**Description of the task**
Go through the lines below one by one and count those holding the string "LocateError". Give the count alone.

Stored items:
○ ○ ○ ○

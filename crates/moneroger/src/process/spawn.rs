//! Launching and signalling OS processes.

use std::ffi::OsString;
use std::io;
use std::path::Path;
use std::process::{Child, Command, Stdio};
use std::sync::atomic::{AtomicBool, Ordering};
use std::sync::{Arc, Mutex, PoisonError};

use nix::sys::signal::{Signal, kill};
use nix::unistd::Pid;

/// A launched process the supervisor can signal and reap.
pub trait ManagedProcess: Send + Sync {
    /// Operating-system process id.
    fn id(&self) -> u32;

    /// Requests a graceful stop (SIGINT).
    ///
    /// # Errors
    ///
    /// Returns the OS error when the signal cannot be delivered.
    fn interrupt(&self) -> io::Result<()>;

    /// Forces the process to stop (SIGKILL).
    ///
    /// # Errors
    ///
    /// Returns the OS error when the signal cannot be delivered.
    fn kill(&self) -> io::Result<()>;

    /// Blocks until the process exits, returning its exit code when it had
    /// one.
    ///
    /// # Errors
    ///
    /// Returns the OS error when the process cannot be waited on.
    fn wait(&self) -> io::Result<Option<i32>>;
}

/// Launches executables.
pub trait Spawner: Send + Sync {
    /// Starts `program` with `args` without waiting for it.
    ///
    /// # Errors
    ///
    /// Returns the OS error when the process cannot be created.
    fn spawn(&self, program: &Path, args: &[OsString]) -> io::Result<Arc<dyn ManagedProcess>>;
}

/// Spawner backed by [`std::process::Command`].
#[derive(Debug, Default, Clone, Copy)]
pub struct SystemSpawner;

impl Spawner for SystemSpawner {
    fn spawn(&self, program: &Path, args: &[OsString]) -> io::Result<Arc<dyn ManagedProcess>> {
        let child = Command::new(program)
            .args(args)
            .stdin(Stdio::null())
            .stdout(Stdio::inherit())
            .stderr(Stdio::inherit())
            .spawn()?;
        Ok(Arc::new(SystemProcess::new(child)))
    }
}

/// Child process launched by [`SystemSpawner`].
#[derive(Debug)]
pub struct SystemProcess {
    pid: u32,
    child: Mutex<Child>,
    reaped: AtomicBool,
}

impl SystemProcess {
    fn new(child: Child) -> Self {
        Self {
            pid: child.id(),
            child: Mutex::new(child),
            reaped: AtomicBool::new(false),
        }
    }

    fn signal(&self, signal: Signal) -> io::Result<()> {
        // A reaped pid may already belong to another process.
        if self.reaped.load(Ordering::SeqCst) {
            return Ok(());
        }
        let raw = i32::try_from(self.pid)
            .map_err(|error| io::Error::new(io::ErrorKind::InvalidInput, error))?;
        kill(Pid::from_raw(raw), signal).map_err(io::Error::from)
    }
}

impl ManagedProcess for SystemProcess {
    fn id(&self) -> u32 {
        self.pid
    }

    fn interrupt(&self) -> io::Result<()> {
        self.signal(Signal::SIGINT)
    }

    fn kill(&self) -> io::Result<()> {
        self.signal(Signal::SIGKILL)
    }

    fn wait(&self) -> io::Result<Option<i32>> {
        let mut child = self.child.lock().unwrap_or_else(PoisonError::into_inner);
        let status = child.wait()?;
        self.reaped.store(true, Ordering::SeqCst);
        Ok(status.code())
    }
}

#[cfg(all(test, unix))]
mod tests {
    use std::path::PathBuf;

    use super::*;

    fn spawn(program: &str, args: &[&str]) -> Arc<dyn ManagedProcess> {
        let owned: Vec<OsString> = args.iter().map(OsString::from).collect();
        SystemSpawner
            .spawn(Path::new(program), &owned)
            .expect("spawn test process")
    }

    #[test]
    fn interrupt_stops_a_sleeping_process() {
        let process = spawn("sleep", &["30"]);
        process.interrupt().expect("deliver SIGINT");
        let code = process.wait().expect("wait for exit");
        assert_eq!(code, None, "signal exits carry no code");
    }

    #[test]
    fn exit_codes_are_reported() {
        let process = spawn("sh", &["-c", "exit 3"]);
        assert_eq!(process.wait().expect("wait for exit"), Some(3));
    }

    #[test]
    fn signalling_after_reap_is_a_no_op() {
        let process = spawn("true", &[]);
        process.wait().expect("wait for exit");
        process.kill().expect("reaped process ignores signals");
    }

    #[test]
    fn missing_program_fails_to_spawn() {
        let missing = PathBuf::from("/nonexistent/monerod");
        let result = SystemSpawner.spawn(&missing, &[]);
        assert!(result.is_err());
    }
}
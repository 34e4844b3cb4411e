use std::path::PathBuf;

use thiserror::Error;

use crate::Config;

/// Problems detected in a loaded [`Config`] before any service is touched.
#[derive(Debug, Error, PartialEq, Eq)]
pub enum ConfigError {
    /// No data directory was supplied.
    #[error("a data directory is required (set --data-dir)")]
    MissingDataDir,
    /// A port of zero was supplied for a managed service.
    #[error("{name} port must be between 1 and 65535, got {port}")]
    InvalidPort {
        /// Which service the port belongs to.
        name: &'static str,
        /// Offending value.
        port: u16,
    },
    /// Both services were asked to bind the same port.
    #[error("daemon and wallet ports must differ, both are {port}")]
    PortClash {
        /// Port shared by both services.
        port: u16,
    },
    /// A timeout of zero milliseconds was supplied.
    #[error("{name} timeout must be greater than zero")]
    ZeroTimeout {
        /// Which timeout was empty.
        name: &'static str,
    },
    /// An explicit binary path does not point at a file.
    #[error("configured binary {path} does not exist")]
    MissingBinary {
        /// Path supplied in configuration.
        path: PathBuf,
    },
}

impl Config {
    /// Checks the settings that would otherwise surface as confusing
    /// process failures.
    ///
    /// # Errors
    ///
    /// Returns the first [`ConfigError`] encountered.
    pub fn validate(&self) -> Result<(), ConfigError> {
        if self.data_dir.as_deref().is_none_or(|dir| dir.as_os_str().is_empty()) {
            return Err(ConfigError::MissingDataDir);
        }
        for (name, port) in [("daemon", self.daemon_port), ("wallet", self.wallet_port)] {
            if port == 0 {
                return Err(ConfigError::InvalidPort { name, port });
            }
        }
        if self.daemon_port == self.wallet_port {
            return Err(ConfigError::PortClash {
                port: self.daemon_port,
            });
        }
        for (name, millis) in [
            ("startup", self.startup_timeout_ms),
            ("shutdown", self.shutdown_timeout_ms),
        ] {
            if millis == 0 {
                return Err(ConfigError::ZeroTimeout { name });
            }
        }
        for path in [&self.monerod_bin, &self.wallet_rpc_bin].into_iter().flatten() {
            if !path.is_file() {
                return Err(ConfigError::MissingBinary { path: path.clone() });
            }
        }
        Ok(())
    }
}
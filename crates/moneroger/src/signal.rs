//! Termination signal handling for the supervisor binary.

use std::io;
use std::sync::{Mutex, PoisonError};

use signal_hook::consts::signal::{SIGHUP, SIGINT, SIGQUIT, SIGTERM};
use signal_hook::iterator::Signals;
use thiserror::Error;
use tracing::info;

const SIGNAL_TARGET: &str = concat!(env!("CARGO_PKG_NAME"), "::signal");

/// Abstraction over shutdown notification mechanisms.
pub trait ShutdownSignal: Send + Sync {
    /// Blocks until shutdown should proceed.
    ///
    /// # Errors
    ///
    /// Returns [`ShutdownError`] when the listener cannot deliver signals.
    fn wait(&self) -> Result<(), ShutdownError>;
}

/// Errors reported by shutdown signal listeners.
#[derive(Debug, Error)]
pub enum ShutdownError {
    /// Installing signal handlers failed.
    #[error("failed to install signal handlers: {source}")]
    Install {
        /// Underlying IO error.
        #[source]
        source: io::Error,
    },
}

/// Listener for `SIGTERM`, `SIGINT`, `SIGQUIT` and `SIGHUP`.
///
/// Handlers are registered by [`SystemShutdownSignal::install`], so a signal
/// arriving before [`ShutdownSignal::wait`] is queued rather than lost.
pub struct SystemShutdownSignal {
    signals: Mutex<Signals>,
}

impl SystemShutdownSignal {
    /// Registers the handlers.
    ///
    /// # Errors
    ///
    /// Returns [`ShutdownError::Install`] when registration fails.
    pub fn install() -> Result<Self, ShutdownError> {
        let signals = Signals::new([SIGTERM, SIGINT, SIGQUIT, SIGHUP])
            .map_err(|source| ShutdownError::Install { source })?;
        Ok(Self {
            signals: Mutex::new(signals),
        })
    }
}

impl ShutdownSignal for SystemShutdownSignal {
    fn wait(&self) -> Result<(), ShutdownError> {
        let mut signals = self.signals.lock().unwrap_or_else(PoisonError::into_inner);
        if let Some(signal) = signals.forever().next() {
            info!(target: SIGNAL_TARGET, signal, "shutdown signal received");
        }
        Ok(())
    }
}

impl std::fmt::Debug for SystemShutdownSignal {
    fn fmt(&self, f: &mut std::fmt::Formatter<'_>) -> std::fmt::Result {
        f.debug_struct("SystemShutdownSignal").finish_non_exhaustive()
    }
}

○ ○ ○ ○

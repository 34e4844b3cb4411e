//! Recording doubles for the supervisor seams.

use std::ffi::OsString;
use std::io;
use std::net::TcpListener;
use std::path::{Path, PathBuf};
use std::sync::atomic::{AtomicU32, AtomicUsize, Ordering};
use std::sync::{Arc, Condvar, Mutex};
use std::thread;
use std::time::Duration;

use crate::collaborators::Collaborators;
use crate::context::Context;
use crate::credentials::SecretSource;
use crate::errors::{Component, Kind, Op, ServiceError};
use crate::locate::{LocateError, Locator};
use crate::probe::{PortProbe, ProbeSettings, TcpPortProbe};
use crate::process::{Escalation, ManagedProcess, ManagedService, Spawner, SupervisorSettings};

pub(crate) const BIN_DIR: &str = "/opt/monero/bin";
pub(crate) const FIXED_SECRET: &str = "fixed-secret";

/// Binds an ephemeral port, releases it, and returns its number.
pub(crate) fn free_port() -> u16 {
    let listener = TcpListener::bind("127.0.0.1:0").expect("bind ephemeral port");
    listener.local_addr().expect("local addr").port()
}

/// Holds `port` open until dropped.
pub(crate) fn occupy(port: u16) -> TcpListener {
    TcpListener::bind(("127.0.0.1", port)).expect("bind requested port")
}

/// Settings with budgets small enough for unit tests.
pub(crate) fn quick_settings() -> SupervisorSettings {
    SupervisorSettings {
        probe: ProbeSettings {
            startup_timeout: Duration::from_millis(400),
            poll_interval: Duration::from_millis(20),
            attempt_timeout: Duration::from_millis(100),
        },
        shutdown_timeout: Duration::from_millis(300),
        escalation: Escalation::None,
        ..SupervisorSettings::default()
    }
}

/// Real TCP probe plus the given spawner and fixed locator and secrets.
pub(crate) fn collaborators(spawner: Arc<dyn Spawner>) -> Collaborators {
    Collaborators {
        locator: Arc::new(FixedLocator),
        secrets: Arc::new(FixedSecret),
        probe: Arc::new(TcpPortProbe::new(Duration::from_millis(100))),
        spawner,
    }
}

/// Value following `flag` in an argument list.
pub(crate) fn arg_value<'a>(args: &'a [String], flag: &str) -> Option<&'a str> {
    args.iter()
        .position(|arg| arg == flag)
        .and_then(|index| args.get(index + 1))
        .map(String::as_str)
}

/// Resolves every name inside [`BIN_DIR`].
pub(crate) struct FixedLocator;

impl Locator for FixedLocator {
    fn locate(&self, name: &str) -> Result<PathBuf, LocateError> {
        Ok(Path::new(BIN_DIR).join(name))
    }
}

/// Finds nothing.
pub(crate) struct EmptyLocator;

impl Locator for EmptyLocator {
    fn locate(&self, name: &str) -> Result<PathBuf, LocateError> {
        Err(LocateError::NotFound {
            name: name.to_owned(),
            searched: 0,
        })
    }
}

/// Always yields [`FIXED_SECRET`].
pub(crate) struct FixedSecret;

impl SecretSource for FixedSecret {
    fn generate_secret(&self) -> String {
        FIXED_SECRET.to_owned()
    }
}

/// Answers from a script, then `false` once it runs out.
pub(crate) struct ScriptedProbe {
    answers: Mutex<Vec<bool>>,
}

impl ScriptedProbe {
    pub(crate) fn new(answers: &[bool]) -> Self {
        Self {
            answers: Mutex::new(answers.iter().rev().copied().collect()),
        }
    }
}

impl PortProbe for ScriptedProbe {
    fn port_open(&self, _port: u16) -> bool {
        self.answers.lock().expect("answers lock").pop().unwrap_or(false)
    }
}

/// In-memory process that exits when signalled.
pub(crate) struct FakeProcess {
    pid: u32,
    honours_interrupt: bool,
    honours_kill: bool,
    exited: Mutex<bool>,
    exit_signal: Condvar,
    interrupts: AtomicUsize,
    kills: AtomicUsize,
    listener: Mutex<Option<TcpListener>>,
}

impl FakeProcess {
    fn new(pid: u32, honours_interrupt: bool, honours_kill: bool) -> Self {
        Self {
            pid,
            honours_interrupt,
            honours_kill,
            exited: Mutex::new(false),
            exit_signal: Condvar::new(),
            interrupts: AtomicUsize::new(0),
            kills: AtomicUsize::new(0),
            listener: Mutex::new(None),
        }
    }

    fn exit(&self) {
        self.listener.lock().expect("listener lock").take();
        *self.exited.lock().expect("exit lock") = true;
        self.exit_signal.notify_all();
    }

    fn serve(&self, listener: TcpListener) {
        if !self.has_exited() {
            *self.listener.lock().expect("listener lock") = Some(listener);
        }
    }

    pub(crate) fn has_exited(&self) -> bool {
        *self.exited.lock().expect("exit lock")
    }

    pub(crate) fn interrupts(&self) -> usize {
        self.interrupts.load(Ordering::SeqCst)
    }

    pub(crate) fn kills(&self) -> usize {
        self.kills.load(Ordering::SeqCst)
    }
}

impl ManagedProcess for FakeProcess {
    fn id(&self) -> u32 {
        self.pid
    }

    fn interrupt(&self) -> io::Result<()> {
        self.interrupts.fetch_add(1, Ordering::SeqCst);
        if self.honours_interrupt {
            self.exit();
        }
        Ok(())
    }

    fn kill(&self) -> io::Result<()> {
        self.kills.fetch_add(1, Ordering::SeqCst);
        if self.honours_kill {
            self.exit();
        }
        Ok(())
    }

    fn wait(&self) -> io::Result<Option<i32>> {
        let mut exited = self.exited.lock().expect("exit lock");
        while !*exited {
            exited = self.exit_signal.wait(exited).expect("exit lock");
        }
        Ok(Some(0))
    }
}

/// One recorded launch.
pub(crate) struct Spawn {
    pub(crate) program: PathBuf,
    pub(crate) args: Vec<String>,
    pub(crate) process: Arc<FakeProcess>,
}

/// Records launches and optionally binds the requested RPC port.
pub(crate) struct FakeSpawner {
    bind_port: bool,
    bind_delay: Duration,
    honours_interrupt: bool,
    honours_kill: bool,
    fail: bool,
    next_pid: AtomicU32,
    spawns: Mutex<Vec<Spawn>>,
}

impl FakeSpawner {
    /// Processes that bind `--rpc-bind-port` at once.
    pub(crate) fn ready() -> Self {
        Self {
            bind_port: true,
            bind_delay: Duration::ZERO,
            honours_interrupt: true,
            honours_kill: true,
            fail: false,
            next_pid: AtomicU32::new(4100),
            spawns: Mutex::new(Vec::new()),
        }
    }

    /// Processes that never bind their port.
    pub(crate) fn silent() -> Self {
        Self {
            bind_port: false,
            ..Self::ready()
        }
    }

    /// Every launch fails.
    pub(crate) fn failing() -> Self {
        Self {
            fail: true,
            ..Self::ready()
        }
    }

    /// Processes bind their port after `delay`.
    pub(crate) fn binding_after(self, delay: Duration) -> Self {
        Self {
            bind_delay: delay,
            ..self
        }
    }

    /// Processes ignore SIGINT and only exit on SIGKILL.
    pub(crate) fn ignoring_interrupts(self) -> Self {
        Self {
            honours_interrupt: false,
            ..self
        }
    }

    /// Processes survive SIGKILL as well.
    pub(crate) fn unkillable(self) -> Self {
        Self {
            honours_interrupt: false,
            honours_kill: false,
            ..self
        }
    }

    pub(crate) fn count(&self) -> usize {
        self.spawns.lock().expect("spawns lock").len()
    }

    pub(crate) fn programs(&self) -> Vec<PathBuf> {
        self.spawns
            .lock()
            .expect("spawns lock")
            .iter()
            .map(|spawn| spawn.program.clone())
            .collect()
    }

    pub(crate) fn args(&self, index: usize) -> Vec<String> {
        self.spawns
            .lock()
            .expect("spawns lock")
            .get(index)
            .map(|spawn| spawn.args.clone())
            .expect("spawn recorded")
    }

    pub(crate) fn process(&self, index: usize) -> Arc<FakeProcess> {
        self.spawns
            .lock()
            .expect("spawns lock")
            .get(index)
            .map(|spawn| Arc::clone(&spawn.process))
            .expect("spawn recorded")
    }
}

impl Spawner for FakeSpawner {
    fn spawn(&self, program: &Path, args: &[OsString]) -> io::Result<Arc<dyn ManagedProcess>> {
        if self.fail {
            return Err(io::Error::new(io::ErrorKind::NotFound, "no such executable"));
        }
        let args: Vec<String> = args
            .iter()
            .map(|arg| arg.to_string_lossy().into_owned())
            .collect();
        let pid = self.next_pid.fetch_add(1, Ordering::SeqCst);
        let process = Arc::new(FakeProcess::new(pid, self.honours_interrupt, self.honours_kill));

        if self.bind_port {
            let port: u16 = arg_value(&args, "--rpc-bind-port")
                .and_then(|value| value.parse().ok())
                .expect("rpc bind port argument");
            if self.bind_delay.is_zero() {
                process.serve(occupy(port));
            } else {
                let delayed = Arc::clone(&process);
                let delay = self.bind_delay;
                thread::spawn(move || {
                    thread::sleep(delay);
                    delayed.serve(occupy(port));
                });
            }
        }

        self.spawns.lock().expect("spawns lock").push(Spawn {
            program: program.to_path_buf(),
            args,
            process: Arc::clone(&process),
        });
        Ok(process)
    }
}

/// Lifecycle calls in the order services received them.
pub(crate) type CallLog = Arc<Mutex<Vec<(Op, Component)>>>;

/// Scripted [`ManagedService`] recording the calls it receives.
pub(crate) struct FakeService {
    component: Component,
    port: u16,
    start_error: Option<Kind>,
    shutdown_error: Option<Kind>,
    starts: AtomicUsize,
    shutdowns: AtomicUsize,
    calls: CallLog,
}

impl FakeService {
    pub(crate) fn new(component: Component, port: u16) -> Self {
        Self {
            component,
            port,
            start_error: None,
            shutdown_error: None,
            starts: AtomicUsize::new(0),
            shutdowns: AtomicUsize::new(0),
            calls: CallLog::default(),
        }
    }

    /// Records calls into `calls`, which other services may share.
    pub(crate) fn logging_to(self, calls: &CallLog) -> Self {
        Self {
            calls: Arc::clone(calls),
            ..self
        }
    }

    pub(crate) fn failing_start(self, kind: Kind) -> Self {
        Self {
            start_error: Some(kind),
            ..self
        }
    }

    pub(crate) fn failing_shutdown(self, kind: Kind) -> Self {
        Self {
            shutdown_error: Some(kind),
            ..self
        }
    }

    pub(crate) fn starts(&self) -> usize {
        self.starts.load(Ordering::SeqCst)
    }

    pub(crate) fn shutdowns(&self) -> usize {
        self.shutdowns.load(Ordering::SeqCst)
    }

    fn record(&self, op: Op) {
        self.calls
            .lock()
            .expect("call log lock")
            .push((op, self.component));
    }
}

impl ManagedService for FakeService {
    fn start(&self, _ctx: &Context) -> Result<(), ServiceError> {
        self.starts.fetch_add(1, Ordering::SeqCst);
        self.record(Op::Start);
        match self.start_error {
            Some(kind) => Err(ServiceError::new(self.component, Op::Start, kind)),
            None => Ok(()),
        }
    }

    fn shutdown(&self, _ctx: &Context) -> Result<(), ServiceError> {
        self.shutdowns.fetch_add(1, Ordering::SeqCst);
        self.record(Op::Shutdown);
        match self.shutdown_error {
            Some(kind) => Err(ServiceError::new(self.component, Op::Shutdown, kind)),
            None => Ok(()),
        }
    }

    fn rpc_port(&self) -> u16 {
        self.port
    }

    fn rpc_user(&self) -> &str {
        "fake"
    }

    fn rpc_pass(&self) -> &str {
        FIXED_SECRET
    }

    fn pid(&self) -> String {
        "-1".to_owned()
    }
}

○ ○ ○ ○

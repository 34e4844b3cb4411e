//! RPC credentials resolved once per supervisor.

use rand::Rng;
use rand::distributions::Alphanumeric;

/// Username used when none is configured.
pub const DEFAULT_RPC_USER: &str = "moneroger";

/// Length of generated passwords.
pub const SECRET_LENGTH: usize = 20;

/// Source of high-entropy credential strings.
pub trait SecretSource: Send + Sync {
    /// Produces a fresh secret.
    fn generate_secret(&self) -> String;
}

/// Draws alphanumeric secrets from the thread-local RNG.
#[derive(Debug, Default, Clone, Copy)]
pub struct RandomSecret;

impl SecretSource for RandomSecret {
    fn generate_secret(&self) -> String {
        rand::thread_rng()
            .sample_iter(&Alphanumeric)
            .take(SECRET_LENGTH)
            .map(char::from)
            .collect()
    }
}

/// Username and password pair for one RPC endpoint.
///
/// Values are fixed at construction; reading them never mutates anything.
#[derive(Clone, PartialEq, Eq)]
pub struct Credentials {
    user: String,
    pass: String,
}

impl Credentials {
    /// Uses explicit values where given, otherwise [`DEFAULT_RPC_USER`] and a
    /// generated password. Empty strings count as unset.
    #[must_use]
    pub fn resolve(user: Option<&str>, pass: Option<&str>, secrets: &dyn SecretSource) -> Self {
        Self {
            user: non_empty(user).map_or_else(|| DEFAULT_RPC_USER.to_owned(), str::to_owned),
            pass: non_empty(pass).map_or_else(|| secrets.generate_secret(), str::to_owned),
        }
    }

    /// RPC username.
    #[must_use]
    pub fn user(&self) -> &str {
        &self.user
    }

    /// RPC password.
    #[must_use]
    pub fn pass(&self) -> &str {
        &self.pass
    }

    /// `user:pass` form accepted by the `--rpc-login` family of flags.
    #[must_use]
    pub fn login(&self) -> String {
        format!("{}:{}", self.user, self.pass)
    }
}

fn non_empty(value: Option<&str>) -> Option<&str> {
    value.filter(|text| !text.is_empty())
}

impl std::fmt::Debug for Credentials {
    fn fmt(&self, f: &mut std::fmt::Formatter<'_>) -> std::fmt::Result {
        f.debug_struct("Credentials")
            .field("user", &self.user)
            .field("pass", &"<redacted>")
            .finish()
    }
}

○ ○ ○ ○

**Expected answer**
4